Hay que volver a los hábitos alimenticios de nuestros abuelos

Fuente: médicos y pacientes.com

29.06.09

 Comprar productos naturales, frescos y de temporada en mercados o pequeños comercios y optar por los asados, los guisos o los platos al vapor son algunas de las recomendaciones de los médicos de familia para mantener un buen estado de salud 

En España, al igual que en otros países desarrollados, los hábitos alimenticios han empeorado. Llevamos dietas poco equilibradas, los adolescentes cada vez consumen más comida rápida, realizamos escasa actividad física y cada vez llevamos una vida más sedentaria. Actualmente nuestro país, con una tasa del 13.9%, ocupa el tercer puesto en prevalencia de obesidad en el mundo, tras Estados Unidos (22,5%%) y Reino Unido (17%), según datos del estudio “enKid”, de la Asociación Internacional para el Estudio de la Obesidad.
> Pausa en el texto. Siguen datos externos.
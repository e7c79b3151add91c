use shared::{HostUser, VisualContext};
use yew::prelude::*;

#[derive(Properties, PartialEq)]
pub struct ProfilePageProps {
    pub user: Option<HostUser>,
}

#[function_component(ProfilePage)]
pub fn profile_page(props: &ProfilePageProps) -> Html {
    let visual = use_context::<VisualContext>().unwrap_or_default();
    let hint_style = visual
        .hint
        .as_ref()
        .map(|hint| format!("color: {};", hint))
        .unwrap_or_default();

    html! {
        <div class="page profile-page">
            <h1 class="page-title">{"Profile"}</h1>
            {match &props.user {
                Some(user) => html! {
                    <dl class="profile-details">
                        <dt style={hint_style.clone()}>{"Name"}</dt>
                        <dd>{user.display_name()}</dd>
                        {if let Some(username) = &user.username {
                            html! {
                                <>
                                    <dt style={hint_style.clone()}>{"Username"}</dt>
                                    <dd>{format!("@{}", username)}</dd>
                                </>
                            }
                        } else { html! {} }}
                        {if let Some(language) = &user.language_code {
                            html! {
                                <>
                                    <dt style={hint_style.clone()}>{"Language"}</dt>
                                    <dd>{language}</dd>
                                </>
                            }
                        } else { html! {} }}
                        <dt style={hint_style.clone()}>{"Telegram ID"}</dt>
                        <dd>{user.id.to_string()}</dd>
                    </dl>
                },
                None => html! {
                    <div class="empty-state">
                        <i class="fas fa-user empty-icon"></i>
                        <p style={hint_style.clone()}>{"Open this app from Telegram to see your profile"}</p>
                    </div>
                },
            }}
        </div>
    }
}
En este contexto, los médicos de familia aconsejan a la población volver a los hábitos alimenticios y costumbres de nuestros padres y abuelos, como por ejemplo comprar productos naturales, frescos y de temporada, preferiblemente en mercados o pequeños comercios y optar por una forma de preparación sencilla como son los asados, guisos y los platos al vapor. “Además es importante saborear las comidas en familia e incluir un plan de ejercicio físico adaptado a las condiciones de cada uno y, si es posible, compartirlo también con el entorno más cercano, sobre todo cuando se tienen niños pequeños”, afirma la doctora Lourdes Carrillo, coordinadora del Grupo de Nutrición de la Sociedad Española de Medicina de familia y Comunitaria (semFYC) en el marco de las “Jornadas de Actualización en Medicina de Familia”, que se han celebrado recientemente en Zaragoza. 
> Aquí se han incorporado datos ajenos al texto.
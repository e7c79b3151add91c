use chrono::{DateTime, Duration, Utc};
use serde::{Deserialize, Serialize};
use std::collections::HashMap;
use uuid::Uuid;

pub mod aggregation;
pub mod disclosure;
pub mod host;
pub mod ledger;
pub mod navigation;
pub mod routing;
pub mod theme;

pub use aggregation::{aggregate, aggregate_flow, CategoryBucket};
pub use disclosure::{Disclosure, DisclosureTiming, ModalPhase, PendingTransition};
pub use host::{HostBridge, HostError, HostPlatform, HostUser, NoopHost, ThemeParams};
pub use ledger::{balance_cents, format_balance, format_cents, format_timestamp, group_by_day, parse_amount_input, AmountError, DaySection};
pub use navigation::{active_entry, NavEntry};
pub use routing::{normalize_path, ListenerId, RouteDefinition, RouteTable, RouteTableError, Router};
pub use theme::VisualContext;

/// Category id used for records whose category cannot be resolved
pub const UNCATEGORIZED_ID: &str = "uncategorized";

/// A single income or expense entry, owned by the external data source
#[derive(Debug, Clone, PartialEq, Serialize, Deserialize)]
#[serde(rename_all = "camelCase")]
pub struct TransactionRecord {
    pub id: Uuid,
    /// Reference to a `Category`; unknown ids aggregate as "Uncategorized"
    pub category_id: String,
    /// Signed amount in cents (negative for expense, positive for income)
    pub amount_cents: i64,
    pub timestamp_utc: DateTime<Utc>,
    pub description: String,
    #[serde(default, skip_serializing_if = "Option::is_none")]
    pub label: Option<String>,
}

impl TransactionRecord {
    pub fn is_expense(&self) -> bool {
        self.amount_cents < 0
    }

    pub fn is_income(&self) -> bool {
        self.amount_cents > 0
    }
}

/// Payload for creating a record through the data source
#[derive(Debug, Clone, PartialEq, Serialize, Deserialize)]
#[serde(rename_all = "camelCase")]
pub struct NewTransaction {
    pub category_id: String,
    pub amount_cents: i64,
    pub description: String,
    #[serde(default, skip_serializing_if = "Option::is_none")]
    pub label: Option<String>,
}

impl NewTransaction {
    /// Stamp the payload into an immutable record
    pub fn into_record(self, timestamp_utc: DateTime<Utc>) -> TransactionRecord {
        TransactionRecord {
            id: Uuid::new_v4(),
            category_id: self.category_id,
            amount_cents: self.amount_cents,
            timestamp_utc,
            description: self.description,
            label: self.label,
        }
    }
}

#[derive(Debug, Clone, PartialEq, Eq, Hash, Serialize, Deserialize)]
#[serde(rename_all = "camelCase")]
pub struct Category {
    pub id: String,
    pub name: String,
    /// Stable visual color key, resolved through the chart palette
    pub color_token: String,
}

impl Category {
    pub fn new(id: &str, name: &str, color_token: &str) -> Self {
        Self {
            id: id.to_string(),
            name: name.to_string(),
            color_token: color_token.to_string(),
        }
    }

    /// Synthetic category for records that reference an unknown category
    pub fn uncategorized() -> Self {
        Self::new(UNCATEGORIZED_ID, "Uncategorized", "gray")
    }
}

/// Known categories, looked up by id
#[derive(Debug, Clone, PartialEq, Default)]
pub struct CategoryCatalog {
    categories: Vec<Category>,
    index: HashMap<String, usize>,
}

impl CategoryCatalog {
    pub fn new(categories: Vec<Category>) -> Self {
        let mut catalog = Self::default();
        for category in categories {
            catalog.insert(category);
        }
        catalog
    }

    /// Built-in categories shown when the data source supplies none
    pub fn builtin() -> Self {
        Self::new(vec![
            Category::new("bills", "Bills", "blue"),
            Category::new("food", "Foods & Drinks", "orange"),
            Category::new("transport", "Transport", "teal"),
            Category::new("shopping", "Shopping", "purple"),
            Category::new("health", "Health", "red"),
            Category::new("entertainment", "Entertainment", "yellow"),
            Category::new("salary", "Salary", "green"),
            Category::new("gifts", "Gifts", "pink"),
        ])
    }

    /// Adds a category, replacing any previous one with the same id
    pub fn insert(&mut self, category: Category) {
        match self.index.get(&category.id) {
            Some(&position) => self.categories[position] = category,
            None => {
                self.index.insert(category.id.clone(), self.categories.len());
                self.categories.push(category);
            }
        }
    }

    pub fn get(&self, id: &str) -> Option<&Category> {
        self.index.get(id).map(|&position| &self.categories[position])
    }

    pub fn iter(&self) -> impl Iterator<Item = &Category> {
        self.categories.iter()
    }

    pub fn len(&self) -> usize {
        self.categories.len()
    }

    pub fn is_empty(&self) -> bool {
        self.categories.is_empty()
    }
}

/// Inclusive time window used to filter records
#[derive(Debug, Clone, Copy, PartialEq, Eq, Serialize, Deserialize)]
pub struct Period {
    pub start: DateTime<Utc>,
    pub end: DateTime<Utc>,
}

impl Period {
    pub fn new(start: DateTime<Utc>, end: DateTime<Utc>) -> Self {
        Self { start, end }
    }

    /// Period covering every representable timestamp
    pub fn all() -> Self {
        Self {
            start: DateTime::<Utc>::MIN_UTC,
            end: DateTime::<Utc>::MAX_UTC,
        }
    }

    /// The `days` days ending at `now`
    pub fn last_days(days: i64, now: DateTime<Utc>) -> Self {
        Self {
            start: now - Duration::days(days),
            end: now,
        }
    }

    pub fn contains(&self, timestamp: &DateTime<Utc>) -> bool {
        *timestamp >= self.start && *timestamp <= self.end
    }
}

/// Range choices offered by the insight page
#[derive(Debug, Clone, Copy, PartialEq, Eq, Default, Serialize, Deserialize)]
pub enum PeriodPreset {
    Last7Days,
    #[default]
    Last30Days,
    Last90Days,
    LastYear,
    AllTime,
}

impl PeriodPreset {
    pub const ALL: [PeriodPreset; 5] = [
        PeriodPreset::Last7Days,
        PeriodPreset::Last30Days,
        PeriodPreset::Last90Days,
        PeriodPreset::LastYear,
        PeriodPreset::AllTime,
    ];

    fn to_days(self) -> Option<i64> {
        match self {
            PeriodPreset::Last7Days => Some(7),
            PeriodPreset::Last30Days => Some(30),
            PeriodPreset::Last90Days => Some(90),
            PeriodPreset::LastYear => Some(365),
            PeriodPreset::AllTime => None,
        }
    }

    pub fn label(self) -> &'static str {
        match self {
            PeriodPreset::Last7Days => "7 Days",
            PeriodPreset::Last30Days => "30 Days",
            PeriodPreset::Last90Days => "90 Days",
            PeriodPreset::LastYear => "1 Year",
            PeriodPreset::AllTime => "All",
        }
    }

    pub fn to_period(self, now: DateTime<Utc>) -> Period {
        match self.to_days() {
            Some(days) => Period::last_days(days, now),
            None => Period::all(),
        }
    }
}

/// Sign filter applied before aggregation
#[derive(Debug, Clone, Copy, PartialEq, Eq, Default, Serialize, Deserialize)]
pub enum Flow {
    #[default]
    Expense,
    Income,
    All,
}

impl Flow {
    pub fn label(self) -> &'static str {
        match self {
            Flow::Expense => "Expenses",
            Flow::Income => "Income",
            Flow::All => "All",
        }
    }

    pub fn matches(self, record: &TransactionRecord) -> bool {
        match self {
            Flow::Expense => record.is_expense(),
            Flow::Income => record.is_income(),
            Flow::All => true,
        }
    }
}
Recuperar la dieta mediterránea

Los datos disponibles sobre hábitos dietéticos en España indican que en los últimos años se ha producido una evolución de la dieta mediterránea tradicional (rica en verduras; legumbres y fruta; pescado y aceite de oliva; con un consumo ocasional de vino; una ingesta baja de lácteos y azúcares simples y un consumo prácticamente nulo de alimentos preparados) hacia patrones alimenticios propios de otras sociedades occidentales, con un aporte más elevado de grasas de origen animal, en detrimento de los hidratos de carbono complejos y de la fibra vegetal.
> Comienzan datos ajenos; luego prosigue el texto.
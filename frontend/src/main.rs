use yew::prelude::*;

mod components;
mod config;
mod hooks;
mod pages;
mod routes;
mod services;

use components::NavigationBar;
use config::AppConfig;
use hooks::{use_host_bridge, use_router};
use pages::{AddTransactionPage, HomePage, InsightPage, ProfilePage, TransactionsPage};
use routes::Page;
use services::{ConsoleLogger, DataSource};
use shared::VisualContext;

#[derive(Properties, PartialEq)]
struct AppProps {
    config: AppConfig,
}

#[function_component(App)]
fn app(props: &AppProps) -> Html {
    let host = use_host_bridge(props.config.main_button_text.clone());
    let router = use_router();
    let data_source = {
        let source_config = props.config.data_source.clone();
        use_memo((), move |_| DataSource::from_config(&source_config))
    };

    let data_source = (*data_source).clone();
    let on_navigate = router.navigate.clone();

    let on_added = {
        let navigate = router.navigate.clone();
        Callback::from(move |_: ()| navigate.emit("/transactions".to_string()))
    };

    let page = match router.state.page {
        Page::Home => html! {
            <HomePage
                data_source={data_source.clone()}
                user={host.user.clone()}
                on_navigate={on_navigate.clone()}
            />
        },
        Page::Insight => html! { <InsightPage data_source={data_source.clone()} /> },
        Page::AddTransaction => html! {
            <AddTransactionPage data_source={data_source.clone()} on_added={on_added} />
        },
        Page::Transactions => html! {
            <TransactionsPage
                data_source={data_source.clone()}
                disclosure_timing={props.config.disclosure}
            />
        },
        Page::Profile => html! { <ProfilePage user={host.user.clone()} /> },
    };

    html! {
        <ContextProvider<VisualContext> context={host.visual.clone()}>
            <div class="app" style={host.visual.root_style()}>
                <main class="app-content">
                    {page}
                </main>
                <NavigationBar
                    entries={router.state.entries.clone()}
                    location={router.state.location.clone()}
                    default_path={router.state.default_path.clone()}
                    on_navigate={on_navigate}
                />
            </div>
        </ContextProvider<VisualContext>>
    }
}

fn main() {
    // Installed before loading so a broken stored config is reported
    ConsoleLogger::init(log::LevelFilter::Info);
    let config = AppConfig::load();
    log::set_max_level(config.log_level());
    log::info!(target: "app", "starting with {:?} data source", config.data_source);

    yew::Renderer::<App>::with_props(AppProps { config }).render();
}
use chrono::Utc;
use shared::{aggregate_flow, balance_cents, Flow, HostUser, Period, PeriodPreset, VisualContext};
use yew::prelude::*;

use crate::components::{CategoryChart, Header};
use crate::hooks::use_transactions;
use crate::services::DataSource;

#[derive(Properties, PartialEq)]
pub struct HomePageProps {
    pub data_source: DataSource,
    pub user: Option<HostUser>,
    pub on_navigate: Callback<String>,
}

/// Greeting, all-time balance and the recent spending breakdown
#[function_component(HomePage)]
pub fn home_page(props: &HomePageProps) -> Html {
    let visual = use_context::<VisualContext>().unwrap_or_default();
    let transactions = use_transactions(&props.data_source, Period::all());
    let recent = use_memo((), |_| PeriodPreset::default().to_period(Utc::now()));

    let state = &transactions.state;
    let buckets = aggregate_flow(&state.records, &recent, &state.catalog, Flow::Expense);
    let chart_title = format!("Spending, last {}", PeriodPreset::default().label());

    let on_see_all = {
        let on_navigate = props.on_navigate.clone();
        Callback::from(move |_: MouseEvent| on_navigate.emit("/transactions".to_string()))
    };

    html! {
        <div class="page home-page">
            <Header
                user={props.user.clone()}
                balance_cents={balance_cents(&state.records)}
                loading={state.loading}
            />

            {if let Some(error) = &state.error {
                html! { <div class="error-message">{error}</div> }
            } else { html! {} }}

            <section class="home-chart">
                <CategoryChart
                    buckets={buckets}
                    loading={state.loading}
                    title={Some(chart_title)}
                    background={Some(visual.background.clone())}
                />
            </section>

            <button class="link-button" onclick={on_see_all}>{"See all transactions"}</button>
        </div>
    }
}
De hecho, el mayor consumo de comida rápida o fast-food, se relaciona directamente con el aumento de las enfermedades cardiovasculares, debido, en parte, a la disminución de antioxidantes que ingerimos en los alimentos. Los antioxidantes, sustancias presentes tanto en la dieta como en el organismo, se encargan de contrarrestar el daño oxidativo generado, fundamentalmente, por los radicales libres. “Al consumo de frutas y verduras debemos añadir alimentos ricos en antioxidantes, como son las nueces, los cereales, la soja, las aceitunas y el aceite de oliva. Si consiguiéramos que toda la población aumentara el consumo de frutas, verduras y hortalizas hasta alcanzar los 600 gramos al día, se reduciría en más de un 30% el riesgo cardiovascular y de desarrollar un tumor”, asegura la doctora Panisello.